Canone legale incostituzionale, Tribunale di Roma: "Si torna a canone contrattuale con effetto retroattivo"
Con sentenza n. 50/2014 la Corte Costituzionale ha dichiarato la illegittimità costituzionale dell’art. 3, comma 8 e 9 del decreto legislativo 14 marzo 2011, n. 23 (Disposizioni in materia di federalismo Fiscale Municipale) per contrasto con l’art. 76 della Costituzione, ossia per violazione della legge delega, in quanto “il tema della lotta all’evasione fiscale, che costituisce un chiaro obiettivo dell’intervento normativo, non può essere configurato anche come criterio per l’esercizio della delega. Oltretutto veniva prescritto al Governo di procedere all’esercizio della delega nel «rispetto dei principi sanciti dallo statuto dei diritti del contribuente di cui alla legge 27 luglio 2000, n. 212», che invece risulta violato all’art. 10, comma 3, ultimo periodo, laddove prescrive che «Le violazioni di disposizioni di rilievo esclusivamente tributario non possono essere causa di nullità del contratto»: con l’ovvia conseguenza che, tanto più, la mera inosservanza del termine per la registrazione di un contratto di locazione non può legittimare addirittura una novazione – per factum principis – quanto a canone e a durata”. A questo punto sorgono molteplici dubbi su quali siano gli effetti giuridici e sociali di tale decisione.

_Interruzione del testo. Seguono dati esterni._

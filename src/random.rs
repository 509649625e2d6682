//! Sampling helpers over an explicitly passed random source.
//!
//! Nothing in the crate owns a global generator: callers hand a
//! `&mut dyn RngCore` down to every operation that consumes entropy.

use crate::*;

/// Uniform double in [0, 1).
pub fn random_double(rng: &mut dyn RngCore) -> Float{
    rng.gen::<Float>()
}

/// Uniform double in [min, max).
pub fn random_range(rng: &mut dyn RngCore, min: Float, max: Float) -> Float{
    min + (max - min)*random_double(rng)
}

/// Uniform integer in [min, max], both ends inclusive.
pub fn random_int(rng: &mut dyn RngCore, min: usize, max: usize) -> usize{
    rng.gen_range(min..=max)
}

pub fn random_vector(rng: &mut dyn RngCore, min: Float, max: Float) -> Vector{
    Vector::new(
        random_range(rng, min, max),
        random_range(rng, min, max),
        random_range(rng, min, max),
    )
}

pub fn random_in_unit_sphere(rng: &mut dyn RngCore) -> Vector{
    loop{
        let p = random_vector(rng, -1.0, 1.0);
        if p.length_squared() < 1.0 {
            return p;
        }
    }
}

pub fn random_unit_vector(rng: &mut dyn RngCore) -> Vector{
    loop{
        let p = random_vector(rng, -1.0, 1.0);
        let lsq = p.length_squared();
        if 1e-160 < lsq && lsq <= 1.0 {
            return p/lsq.sqrt();
        }
    }
}

pub fn random_in_unit_disk(rng: &mut dyn RngCore) -> Vector{
    loop{
        let p = Vector::new(random_range(rng, -1.0, 1.0), random_range(rng, -1.0, 1.0), 0.0);
        if p.length_squared() < 1.0 {
            return p;
        }
    }
}

/// Cosine-weighted direction on the hemisphere around +z.
pub fn random_cosine_direction(rng: &mut dyn RngCore) -> Vector{
    let r1 = random_double(rng);
    let r2 = random_double(rng);
    let phi = 2.0*PI*r1;
    let x = phi.cos()*r2.sqrt();
    let y = phi.sin()*r2.sqrt();
    let z = (1.0 - r2).sqrt();
    Vector::new(x, y, z)
}

/// Uniform direction within the cone around +z subtended by a sphere of
/// `radius` whose center lies `distance_squared` away.
pub fn random_to_sphere(rng: &mut dyn RngCore, radius: Float, distance_squared: Float) -> Vector{
    let r1 = random_double(rng);
    let r2 = random_double(rng);
    let cos_max = (1.0 - radius*radius/distance_squared).sqrt();
    let z = 1.0 + r2*(cos_max - 1.0);
    let phi = 2.0*PI*r1;
    let sin = (1.0 - z*z).sqrt();
    Vector::new(phi.cos()*sin, phi.sin()*sin, z)
}

#[cfg(test)]
mod tests {
    use super::*;
    use rand::rngs::StdRng;
    use rand::SeedableRng;

    #[test]
    fn random_int_is_inclusive() {
        let mut rng = StdRng::seed_from_u64(7);
        let mut seen = [false; 4];
        for _ in 0..1000 {
            let i = random_int(&mut rng, 0, 3);
            seen[i] = true;
        }
        assert!(seen.iter().all(|&s| s));
    }

    #[test]
    fn unit_samplers_stay_in_bounds() {
        let mut rng = StdRng::seed_from_u64(1);
        for _ in 0..1000 {
            assert!(random_in_unit_sphere(&mut rng).length() < 1.0);
            assert!((random_unit_vector(&mut rng).length() - 1.0).abs() < 1e-9);
            let d = random_in_unit_disk(&mut rng);
            assert!(d.length() < 1.0 && d.z == 0.0);
            let c = random_cosine_direction(&mut rng);
            assert!(c.z >= 0.0 && (c.length() - 1.0).abs() < 1e-9);
        }
    }

    #[test]
    fn sphere_cone_samples_stay_inside_cone() {
        let mut rng = StdRng::seed_from_u64(3);
        let (radius, dist_sq): (Float, Float) = (1.0, 25.0);
        let cos_max = (1.0 - radius*radius/dist_sq).sqrt();
        for _ in 0..1000 {
            let d = random_to_sphere(&mut rng, radius, dist_sq);
            assert!(d.z >= cos_max - 1e-12);
        }
    }
}
use crate::*;
use log::debug;

/// Everything the renderer needs: geometry, the subset of it that is sampled
/// as light, the radiance of escaped rays, and the viewpoint.
#[derive(Clone)]
pub struct Scene{
    pub world: Arc<dyn Hittable>,
    pub lights: HittableList,
    pub background: Color,
    pub camera: Camera,
}

const BLUE: Color = Color{x:0.7, y:0.8, z:1.0};

impl Scene{
    pub fn new(world: &HittableList, lights: HittableList, background: Color, camera: Camera) -> Result<Self, RenderError>{
        debug!("Building BVH over {} objects, {} lights", world.len(), lights.len());
        let (time0, time1) = camera.shutter();
        let bvh = BVHNode::from_hittable_list(world, time0, time1)?;
        Ok(Self{world:Arc::new(bvh), lights, background, camera})
    }

    fn cornell_camera(aspect_ratio: Float) -> Camera{
        Camera::new(Point::new(278., 278., -800.), Point::new(278., 278., 0.), Vector::Y, 40., aspect_ratio, 0.0, 10.0, 0.0, 1.0)
    }

    fn cornell_walls(world: &mut HittableList, light: Arc<dyn Material>){
        let red: Arc<dyn Material> = Arc::new(Lambertian::from_color(Color::new(0.65, 0.05, 0.05)));
        let white: Arc<dyn Material> = Arc::new(Lambertian::from_color(Color::new(0.73, 0.73, 0.73)));
        let green: Arc<dyn Material> = Arc::new(Lambertian::from_color(Color::new(0.12, 0.45, 0.15)));

        world.add(Arc::new(AxisRect::yz(0.0, 555.0, 0.0, 555.0, 555.0, green)));
        world.add(Arc::new(AxisRect::yz(0.0, 555.0, 0.0, 555.0, 0.0, red)));
        world.add(Arc::new(FlipFace::new(Arc::new(AxisRect::xz(213.0, 343.0, 227.0, 332.0, 554.0, light)))));
        world.add(Arc::new(AxisRect::xz(0.0, 555.0, 0.0, 555.0, 0.0, white.clone())));
        world.add(Arc::new(AxisRect::xz(0.0, 555.0, 0.0, 555.0, 555.0, white.clone())));
        world.add(Arc::new(AxisRect::xy(0.0, 555.0, 0.0, 555.0, 555.0, white)));
    }

    fn ceiling_light() -> Arc<dyn Hittable>{
        Arc::new(AxisRect::xz(213.0, 343.0, 227.0, 332.0, 554.0, Arc::new(EmptyMaterial{})))
    }

    /// Cornell box with a mirror-finish aluminium box and a glass sphere.
    /// Both the ceiling light and the sphere are importance sampled.
    pub fn cornell_box(aspect_ratio: Float) -> Result<Self, RenderError>{
        let mut world = HittableList::new();
        Self::cornell_walls(&mut world, Arc::new(DiffuseLight::from_color(Color::splat(15.0))));

        let aluminum: Arc<dyn Material> = Arc::new(Metal::new(Color::new(0.8, 0.85, 0.88), 0.0));
        let box1 = make_box(Point::ZERO, Point::new(165.0, 330.0, 165.0), aluminum);
        let box1 = Arc::new(RotateY::new(box1, 15.0));
        world.add(Arc::new(Translate::new(box1, Vector::new(265.0, 0.0, 295.0))));

        let glass = Arc::new(Dielectric::new(1.5));
        world.add(Arc::new(Sphere::new(Point::new(190.0, 90.0, 190.0), 90.0, glass)));

        let mut lights = HittableList::new();
        lights.add(Self::ceiling_light());
        lights.add(Arc::new(Sphere::new(Point::new(190.0, 90.0, 190.0), 90.0, Arc::new(EmptyMaterial{}))));

        Self::new(&world, lights, Color::ZERO, Self::cornell_camera(aspect_ratio))
    }

    /// Cornell box with the two classic white blocks.
    pub fn cornell_classic(aspect_ratio: Float) -> Result<Self, RenderError>{
        let mut world = HittableList::new();
        Self::cornell_walls(&mut world, Arc::new(DiffuseLight::from_color(Color::splat(15.0))));
        let white: Arc<dyn Material> = Arc::new(Lambertian::from_color(Color::new(0.73, 0.73, 0.73)));

        let box1 = make_box(Point::ZERO, Point::new(165.0, 330.0, 165.0), white.clone());
        let box1 = Arc::new(RotateY::new(box1, 15.0));
        world.add(Arc::new(Translate::new(box1, Vector::new(265.0, 0.0, 295.0))));

        let box2 = make_box(Point::ZERO, Point::new(165.0, 165.0, 165.0), white);
        let box2 = Arc::new(RotateY::new(box2, -18.0));
        world.add(Arc::new(Translate::new(box2, Vector::new(130.0, 0.0, 65.0))));

        Self::new(&world, HittableList::from_object(Self::ceiling_light()), Color::ZERO, Self::cornell_camera(aspect_ratio))
    }

    /// Checkered ground with a ring of diffuse, metal and glass spheres under
    /// an open sky. Nothing is importance sampled.
    pub fn spheres(aspect_ratio: Float) -> Result<Self, RenderError>{
        let mut world = HittableList::new();
        let checker = Arc::new(CheckerTexture::from_color(0.32, Color::new(0.2, 0.3, 0.1), Color::new(0.9, 0.9, 0.9)));
        world.add(Arc::new(Sphere::new(Point::new(0.0, -1000.0, 0.0), 1000.0, Arc::new(Lambertian::new(checker)))));

        world.add(Arc::new(Sphere::new(Point::new(0.0, 1.0, 0.0), 1.0, Arc::new(Dielectric::new(1.5)))));
        world.add(Arc::new(Sphere::new(Point::new(-4.0, 1.0, 0.0), 1.0, Arc::new(Lambertian::from_color(Color::new(0.4, 0.2, 0.1))))));
        world.add(Arc::new(Sphere::new(Point::new(4.0, 1.0, 0.0), 1.0, Arc::new(Metal::new(Color::new(0.7, 0.6, 0.5), 0.0)))));

        let n = 7;
        let step = 2.0*PI/n as Float;
        for a in 0..n{
            let angle = a as Float*step;
            let center = Point::new(6.0*angle.cos(), 0.3, 3.0*angle.sin());
            let mat: Arc<dyn Material> = match a % 3{
                0 => Arc::new(Lambertian::from_color(Color::new(0.8, 0.3, 0.3))),
                1 => Arc::new(Metal::new(Color::new(0.8, 0.8, 0.9), 0.3)),
                _ => Arc::new(Dielectric::new(1.5)),
            };
            if a % 3 == 0{
                // bounces during the shutter interval
                world.add(Arc::new(MovingSphere::new(center, center + Vector::new(0.0, 0.4, 0.0), 0.0, 1.0, 0.3, mat)));
            } else {
                world.add(Arc::new(Sphere::new(center, 0.3, mat)));
            }
        }

        let camera = Camera::new(Point::new(13., 2., 3.), Point::ZERO, Vector::Y, 20., aspect_ratio, 0.1, 10.0, 0.0, 1.0);
        Self::new(&world, HittableList::new(), BLUE, camera)
    }
}

#[cfg(test)]
mod tests {
    use super::*;

    #[test]
    fn builtin_scenes_build() {
        let cornell = Scene::cornell_box(1.0).unwrap();
        assert_eq!(cornell.lights.len(), 2);
        assert_eq!(cornell.background, Color::ZERO);
        let classic = Scene::cornell_classic(1.0).unwrap();
        assert_eq!(classic.lights.len(), 1);
        let spheres = Scene::spheres(16.0/9.0).unwrap();
        assert!(spheres.lights.is_empty());
        assert!(spheres.world.bounding_box(0.0, 1.0).is_some());
    }

    #[test]
    fn cornell_light_is_visible_from_below() {
        let scene = Scene::cornell_box(1.0).unwrap();
        let up = Ray::new(Point::new(278.0, 400.0, 278.0), Vector::Y, 0.0);
        let record = scene.world.hit(&up, &Interval::new(0.001, INFINITY)).unwrap();
        assert!((record.t - 154.0).abs() < 1e-9);
        assert_eq!(record.mat.emitted(&up, &record, record.uv, &record.p), Color::splat(15.0));
    }

    #[test]
    fn bvh_covers_the_camera_shutter() {
        let mat: Arc<dyn Material> = Arc::new(DiffuseLight::from_color(Color::ONE));
        let mut world = HittableList::new();
        world.add(Arc::new(MovingSphere::new(Point::new(0.0, 0.0, -5.0), Point::new(0.0, 10.0, -5.0), 0.0, 2.0, 1.0, mat.clone())));
        world.add(Arc::new(Sphere::new(Point::new(20.0, 0.0, -5.0), 1.0, mat)));
        let camera = Camera::new(Point::ZERO, -Point::Z, Vector::Y, 90.0, 1.0, 0.0, 1.0, 0.0, 2.0);
        assert_eq!(camera.shutter(), (0.0, 2.0));
        let scene = Scene::new(&world, HittableList::new(), Color::ZERO, camera).unwrap();

        let late = Ray::new(Point::new(0.0, 9.0, 0.0), -Vector::Z, 1.9);
        let t = Interval::new(0.001, INFINITY);
        assert!(world.hit(&late, &t).is_some());
        let record = scene.world.hit(&late, &t).unwrap();
        assert!((record.t - world.hit(&late, &t).unwrap().t).abs() < 1e-12);
    }
}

Il Tribunale di Roma, affrontando tale fattispecie, ha già optato per la disapplicazione totale della normativa con riferimento ai rapporti pendenti in forza di una interpretazione letterale dell’art. 136 Cost., in base al quale “la norma cessa di avere efficacia del giorno successivo alla pubblicazione della decisione”, e dell’art. 30, terzo comma, l. 11.3.1953 n. 87, per il quale “le norme dichiarate incostituzionali non possono avere applicazione dal giorno successivo alla pubblicazione della decisione” e dell’art. 1 l. cost. 9.2.1948, n. 1, in base al quale la Corte costituzionale è investita della questione dal giudice, indirettamente, nel corso di un giudizio. Infatti la perdita di efficacia delle legge va intesa nel senso che dal giorno successivo alla pubblicazione della sentenza la legge non può più trovare applicazione.
Da ciò scaturisce, nella fattispecie, come primo effetto, il pieno ripristino del cd. canone “contrattuale” ossia di quello pattuito dalle parti e, come ulteriore conseguenza, l’obbligo del conduttore di versare tale importo fin dall’inizio del rapporto locatizio (effetto retroattivo). Pertanto a tutt’oggi i conduttori che hanno versato il canone cd. legale ossia quello sostituito e pari al triplo della rendita catastale ai sensi del già citato art. 3 comma 8 D.Lgs. 23/2011 sono a tutt’oggi morosi rispetto al canone “contrattuale” di cui ne è stata ristabilita la vigenza proprio in forza della succitata sentenza delle Corte Costituzionale.
Tale circostanza, se confermata nei numerosi procedimenti pendenti dinanzi gli uffici giudiziari capitolini, determinerebbe un evidente aumento del contenzioso giacché i locatori sarebbero legittimati a richiedere la differenza del canone nonché un allarmante disagio sociale/abitativo visto il rischio di sfratti. A parere dello scrivente, la soluzione migliore è quella di un intervento immediato del Governo per regolamentare la vicenda in esame e ristabilire un giusto equilibrio tra esigenze di certezza del diritto e di “pacificazione” sociale.